#### What you have to do
Given the records below, pull every line with the word "headers" into the answer.

#### Provided records
※ ※ ※
//! HTTP route handlers.
//!
//! Routes are grouped by caching behavior: the page is private and revalidated,
//! the relay is never cached, static assets are long-lived. Request tracing is
//! enabled via middleware that generates a unique request ID for each request.

pub mod api;
pub mod health;
pub mod home;

use axum::{middleware, routing::get, Router};
use http::header::{HeaderValue, CACHE_CONTROL};
use tower_http::{services::ServeDir, set_header::SetResponseHeaderLayer};

use crate::config::{
    BACKEND_HELLO_PATH, CACHE_CONTROL_HOME, CACHE_CONTROL_RELAY, CACHE_CONTROL_STATIC, STATIC_DIR,
};
use crate::middleware::request_id_layer;
use crate::state::AppState;

/// Creates the Axum router with all routes and cache headers.
pub fn create_router(state: AppState) -> Router {
    let page_routes = Router::new().route("/", get(home::index)).layer(
        SetResponseHeaderLayer::if_not_present(
            CACHE_CONTROL,
            HeaderValue::from_static(CACHE_CONTROL_HOME),
        ),
    );

    // Relay - every probe must reach the backend
    let relay_routes = Router::new()
        .route(BACKEND_HELLO_PATH, get(api::hello))
        .layer(SetResponseHeaderLayer::overriding(
            CACHE_CONTROL,
            HeaderValue::from_static(CACHE_CONTROL_RELAY),
        ));

    // Static files - long cache with immutable hint
    let static_routes = Router::new()
        .nest_service("/static", ServeDir::new(STATIC_DIR))
        .layer(SetResponseHeaderLayer::if_not_present(
            CACHE_CONTROL,
            HeaderValue::from_static(CACHE_CONTROL_STATIC),
        ));

    // Health check - no caching, always fresh for liveness probes
    let health_routes = Router::new().route("/health", get(health::health));

    let mut router = Router::new()
        .merge(page_routes)
        .merge(health_routes)
        .merge(static_routes);

    // A static export has no server routes, so the relay only exists when served
    if state.config.deploy.source.serves_relay() {
        router = router.merge(relay_routes);
    } else {
        tracing::info!("Static export mode, relay route disabled");
    }

    router
        .with_state(state)
        // Request ID middleware - creates root span with request_id for correlation
        .layer(middleware::from_fn(request_id_layer))
}

#[cfg(test)]
mod tests {
    use super::*;
    use crate::config::{AppConfig, DEFAULT_SERVER_FAILURE_MESSAGE};
    use crate::relay::{Relay, RELAY_ERROR_MESSAGE};
    use crate::templates::init_templates;
    use crate::testing::{spawn_backend, unreachable_base_url};
    use axum::{
        body::{self, Body},
        http::{Request, StatusCode},
        response::Response,
        Json,
    };
    use serde_json::{json, Value};
    use tower::ServiceExt;

    fn test_state(base_url: &str, source: &str) -> AppState {
        let config = AppConfig::parse(&format!(
            r#"
[http]
host = "127.0.0.1"
port = 3000

[backend]
base_url = "{base_url}"
timeout_seconds = 5

[deploy]
source = "{source}"
"#
        ))
        .unwrap();
        let relay = Relay::new(&config.backend).unwrap();
        AppState::new(config, init_templates().unwrap(), relay)
    }

    async fn get(state: AppState, uri: &str) -> Response {
        create_router(state)
            .oneshot(Request::get(uri).body(Body::empty()).unwrap())
            .await
            .unwrap()
    }

    async fn body_text(response: Response) -> String {
        let bytes = body::to_bytes(response.into_body(), usize::MAX)
            .await
            .unwrap();
        String::from_utf8(bytes.to_vec()).unwrap()
    }

    async fn live_backend() -> String {
        spawn_backend(Router::new().route(
            "/api/hello",
            axum::routing::get(|| async {
                Json(json!({
                    "message": "Hello from Backend!",
                    "ip": "10.0.2.20",
                    "status": "success"
                }))
            }),
        ))
        .await
    }

    #[tokio::test]
    async fn test_health() {
        let state = test_state(&unreachable_base_url().await, "server");
        let response = get(state, "/health").await;
        assert_eq!(response.status(), StatusCode::OK);
        assert_eq!(body_text(response).await, "ok");
    }

    #[tokio::test]
    async fn test_page_renders_idle() {
        let state = test_state(&unreachable_base_url().await, "server");
        let response = get(state, "/").await;
        assert_eq!(response.status(), StatusCode::OK);
        assert_eq!(response.headers()[CACHE_CONTROL], CACHE_CONTROL_HOME);

        let html = body_text(response).await;
        assert!(html.contains(r#"data-probe-state="idle""#));
        assert!(html.contains(r#"class="explanation-placeholder""#));
        assert!(!html.contains("is-focused"));
        assert!(!html.contains(r#"id="lightbox""#));
        for id in ["provider", "vpc", "subnets", "frontend_instance"] {
            assert!(html.contains(&format!(r#"id="snippet-{}""#, id)), "{}", id);
        }
    }

    #[tokio::test]
    async fn test_page_snippets_in_order() {
        let state = test_state(&unreachable_base_url().await, "server");
        let html = body_text(get(state, "/").await).await;
        let provider = html.find(r#"id="snippet-provider""#).unwrap();
        let vpc = html.find(r#"id="snippet-vpc""#).unwrap();
        let frontend = html.find(r#"id="snippet-frontend_instance""#).unwrap();
        assert!(provider < vpc && vpc < frontend);
    }

    #[tokio::test]
    async fn test_page_focus() {
        let state = test_state(&unreachable_base_url().await, "server");
        let html = body_text(get(state, "/?focus=vpc").await).await;
        assert!(html.contains(r#"class="snippet is-focused" id="snippet-vpc""#));
        assert!(html.contains(r#"class="explanation-title">VPC Resource<"#));
        assert!(!html.contains(r#"class="explanation-placeholder""#));
        assert_eq!(html.matches("is-focused").count(), 1);
    }

    #[tokio::test]
    async fn test_page_unknown_focus_is_not_found() {
        let state = test_state(&unreachable_base_url().await, "server");
        let response = get(state, "/?focus=nope").await;
        assert_eq!(response.status(), StatusCode::NOT_FOUND);
        assert!(body_text(response).await.contains("Request ID:"));
    }

    #[tokio::test]
    async fn test_page_lightbox() {
        let state = test_state(&unreachable_base_url().await, "server");
        let response = get(
            state,
            "/?tab=aws&image=%2Fstatic%2Fscreenshots%2Faws-vpc.svg",
        )
        .await;
        assert_eq!(response.status(), StatusCode::OK);
        let html = body_text(response).await;
        assert!(html.contains(r#"id="lightbox""#));
        assert!(html.contains(r#"data-active-tab="aws""#));
    }

    #[tokio::test]
    async fn test_page_lightbox_backdrop_and_button_close() {
        for close in ["backdrop", "button"] {
            let state = test_state(&unreachable_base_url().await, "server");
            let uri = format!(
                "/?tab=aws&image=%2Fstatic%2Fscreenshots%2Faws-vpc.svg&close={}",
                close
            );
            let response = get(state, &uri).await;
            assert_eq!(response.status(), StatusCode::OK);
            let html = body_text(response).await;
            assert!(!html.contains(r#"id="lightbox""#), "{}", close);
            assert!(html.contains(r#"data-active-tab="aws""#));
        }
    }

    #[tokio::test]
    async fn test_page_lightbox_image_click_keeps_it_open() {
        let state = test_state(&unreachable_base_url().await, "server");
        let html = body_text(
            get(
                state,
                "/?tab=aws&image=%2Fstatic%2Fscreenshots%2Faws-vpc.svg&close=image",
            )
            .await,
        )
        .await;
        assert!(html.contains(r#"id="lightbox""#));
        assert!(html.contains("close=backdrop"));
    }

    #[tokio::test]
    async fn test_page_empty_focus_shows_placeholder() {
        let state = test_state(&unreachable_base_url().await, "server");
        let html = body_text(get(state, "/?focus=").await).await;
        assert!(html.contains(r#"class="explanation-placeholder""#));
        assert!(!html.contains("is-focused"));
    }

    #[tokio::test]
    async fn test_page_image_from_other_tab_is_not_found() {
        let state = test_state(&unreachable_base_url().await, "server");
        let response = get(
            state,
            "/?tab=aws&image=%2Fstatic%2Fscreenshots%2Fterraform-init.svg",
        )
        .await;
        assert_eq!(response.status(), StatusCode::NOT_FOUND);
    }

    #[tokio::test]
    async fn test_page_unknown_tab_is_not_found() {
        let state = test_state(&unreachable_base_url().await, "server");
        let response = get(state, "/?tab=nope").await;
        assert_eq!(response.status(), StatusCode::NOT_FOUND);
    }

    #[tokio::test]
    async fn test_page_probe_success() {
        let state = test_state(&live_backend().await, "server");
        let html = body_text(get(state, "/?probe=true").await).await;
        assert!(html.contains(r#"data-probe-state="succeeded""#));
        assert!(html.contains("Hello from Backend!"));
    }

    #[tokio::test]
    async fn test_page_probe_failure() {
        let state = test_state(&unreachable_base_url().await, "server");
        let html = body_text(get(state, "/?probe=true").await).await;
        assert!(html.contains(r#"data-probe-state="failed""#));
        assert!(html.contains(DEFAULT_SERVER_FAILURE_MESSAGE));
    }

    #[tokio::test]
    async fn test_relay_success() {
        let state = test_state(&live_backend().await, "server");
        let response = get(state, "/api/hello").await;
        assert_eq!(response.status(), StatusCode::OK);
        assert_eq!(response.headers()[CACHE_CONTROL], CACHE_CONTROL_RELAY);

        let body: Value = serde_json::from_str(&body_text(response).await).unwrap();
        assert_eq!(body["ip"], "10.0.2.20");
    }

    #[tokio::test]
    async fn test_relay_dead_backend() {
        let state = test_state(&unreachable_base_url().await, "server");
        let response = get(state, "/api/hello").await;
        assert_eq!(response.status(), StatusCode::BAD_GATEWAY);
        assert_eq!(response.headers()[CACHE_CONTROL], CACHE_CONTROL_RELAY);

        let body: Value = serde_json::from_str(&body_text(response).await).unwrap();
        assert_eq!(body, json!({ "error": RELAY_ERROR_MESSAGE }));
    }

    #[tokio::test]
    async fn test_static_export_has_no_relay() {
        let state = test_state(&live_backend().await, "github-pages");
        let response = get(state.clone(), "/api/hello").await;
        assert_eq!(response.status(), StatusCode::NOT_FOUND);

        let html = body_text(get(state, "/?probe=true").await).await;
        assert!(html.contains(r#"data-probe-state="failed""#));
        assert!(html.contains("static GitHub Pages export"));
    }

    #[tokio::test]
    async fn test_static_assets() {
        let state = test_state(&unreachable_base_url().await, "server");
        let response = get(state, "/static/css/style.css").await;
        assert_eq!(response.status(), StatusCode::OK);
        assert_eq!(response.headers()[CACHE_CONTROL], CACHE_CONTROL_STATIC);

        let state = test_state(&unreachable_base_url().await, "server");
        let response = get(state, "/static/screenshots/aws-vpc.svg").await;
        assert_eq!(response.status(), StatusCode::OK);
    }
}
※ ※ ※
#### Task solution
/// Creates the Axum router with all routes and cache headers.
        assert_eq!(response.headers()[CACHE_CONTROL], CACHE_CONTROL_HOME);
        assert_eq!(response.headers()[CACHE_CONTROL], CACHE_CONTROL_RELAY);
        assert_eq!(response.headers()[CACHE_CONTROL], CACHE_CONTROL_RELAY);
        assert_eq!(response.headers()[CACHE_CONTROL], CACHE_CONTROL_STATIC);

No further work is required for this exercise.